Nvidia made history Wednesday as the first company to reach $5 trillion in market value, fueled by a rally that has cemented its place at the center of the global artificial intelligence boom.
The Wall Street milestone underscores the company’s rapid transformation from a niche graphics chip designer to the backbone of the global AI industry, turning CEO Jensen Huang into a Silicon Valley icon and making its advanced chips a flashpoint in the technological rivalry between the United States and China.
Since the launch of ChatGPT in 2022, Nvidia stock has risen 12-fold as the AI frenzy propelled the S&P 500 to all-time highs, sparking debate over whether frothy tech valuations could lead to the next big bubble.
The new milestone, which comes just three months after Nvidia surpassed the $4 trillion mark, would exceed the entire value of the cryptocurrency market.
“Nvidia reaching a $5 trillion market cap is more than a milestone; it’s a statement, as Nvidia has gone from being a chip maker to being an industry creator,” said Matt Britzman, senior equity analyst at Hargreaves Lansdown, who owns shares in the company.

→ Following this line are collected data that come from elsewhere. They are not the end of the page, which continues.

//! RSSI-based proximity buckets.
//!
//! Signal strength is a poor distance proxy, so the estimate is deliberately coarse:
//!
//! | RSSI (dBm)      | Bucket   |
//! |-----------------|----------|
//! | `-60 ..= 0`     | Near     |
//! | `-70 < r < -60` | Moderate |
//! | `-80 < r <= -70`| Far      |
//! | `r <= -80`      | VeryFar  |
//!
//! Positive or non-finite readings are not real measurements (some stacks report `127`
//! when RSSI is unavailable) and map to [`Distance::VeryFar`].

use serde::{Deserialize, Serialize};

/// Coarse distance estimate.
#[derive(Debug, Clone, Copy, PartialEq, Eq, Hash, PartialOrd, Ord, Serialize, Deserialize)]
#[serde(rename_all = "snake_case")]
pub enum Distance {
    /// Roughly one to two metres.
    Near,
    /// Roughly two to five metres.
    Moderate,
    /// Roughly five to ten metres.
    Far,
    /// Further than ten metres, or no usable reading.
    VeryFar,
}

impl Distance {
    /// Display string including the approximate range.
    #[must_use]
    pub const fn label(self) -> &'static str {
        match self {
            Self::Near => "Near (~1–2m)",
            Self::Moderate => "Moderate (~2–5m)",
            Self::Far => "Far (~5–10m)",
            Self::VeryFar => "Very far (>10m)",
        }
    }
}

impl std::fmt::Display for Distance {
    fn fmt(&self, f: &mut std::fmt::Formatter<'_>) -> std::fmt::Result {
        f.write_str(self.label())
    }
}

/// Map a signal strength in dBm to a distance bucket.
///
/// Total over every input; see the module docs for the bucket boundaries.
#[must_use]
pub fn estimate_distance(rssi: impl Into<f64>) -> Distance {
    let rssi = rssi.into();
    if (-60.0..=0.0).contains(&rssi) {
        Distance::Near
    } else if rssi > -70.0 && rssi < -60.0 {
        Distance::Moderate
    } else if rssi > -80.0 && rssi <= -70.0 {
        Distance::Far
    } else {
        Distance::VeryFar
    }
}

#[cfg(test)]
mod tests {
    use super::*;

    #[test]
    fn test_bucket_boundaries() {
        assert_eq!(estimate_distance(0), Distance::Near);
        assert_eq!(estimate_distance(-60), Distance::Near);
        assert_eq!(estimate_distance(-60.001), Distance::Moderate);
        assert_eq!(estimate_distance(-69), Distance::Moderate);
        assert_eq!(estimate_distance(-70), Distance::Far);
        assert_eq!(estimate_distance(-79), Distance::Far);
        assert_eq!(estimate_distance(-80), Distance::VeryFar);
        assert_eq!(estimate_distance(-95), Distance::VeryFar);
    }

    #[test]
    fn test_accepts_i16_readings() {
        assert_eq!(estimate_distance(-45_i16), Distance::Near);
        assert_eq!(estimate_distance(i16::MIN), Distance::VeryFar);
    }

    #[test]
    fn test_unusable_readings_are_very_far() {
        assert_eq!(estimate_distance(127), Distance::VeryFar);
        assert_eq!(estimate_distance(0.5), Distance::VeryFar);
        assert_eq!(estimate_distance(f64::NAN), Distance::VeryFar);
        assert_eq!(estimate_distance(f64::NEG_INFINITY), Distance::VeryFar);
    }

    #[test]
    fn test_labels() {
        assert_eq!(Distance::Near.to_string(), "Near (~1–2m)");
        assert_eq!(Distance::Moderate.label(), "Moderate (~2–5m)");
        assert_eq!(Distance::Far.label(), "Far (~5–10m)");
        assert_eq!(Distance::VeryFar.label(), "Very far (>10m)");
    }

    #[test]
    fn test_ordering_is_nearest_first() {
        assert!(Distance::Near < Distance::Moderate);
        assert!(Distance::Far < Distance::VeryFar);
    }
}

“The market continues to underestimate the magnitude of the opportunity and Nvidia remains one of the best ways to address AI.”
After a series of recent announcements solidified its dominance in the AI race, shares of the Santa Clara, California-based company ended Wednesday’s session up 3% at $207.04, giving it a market value of $5.03 trillion.
Huang announced $500 billion in orders for AI chips on Tuesday and said he plans to build seven supercomputers for the US government.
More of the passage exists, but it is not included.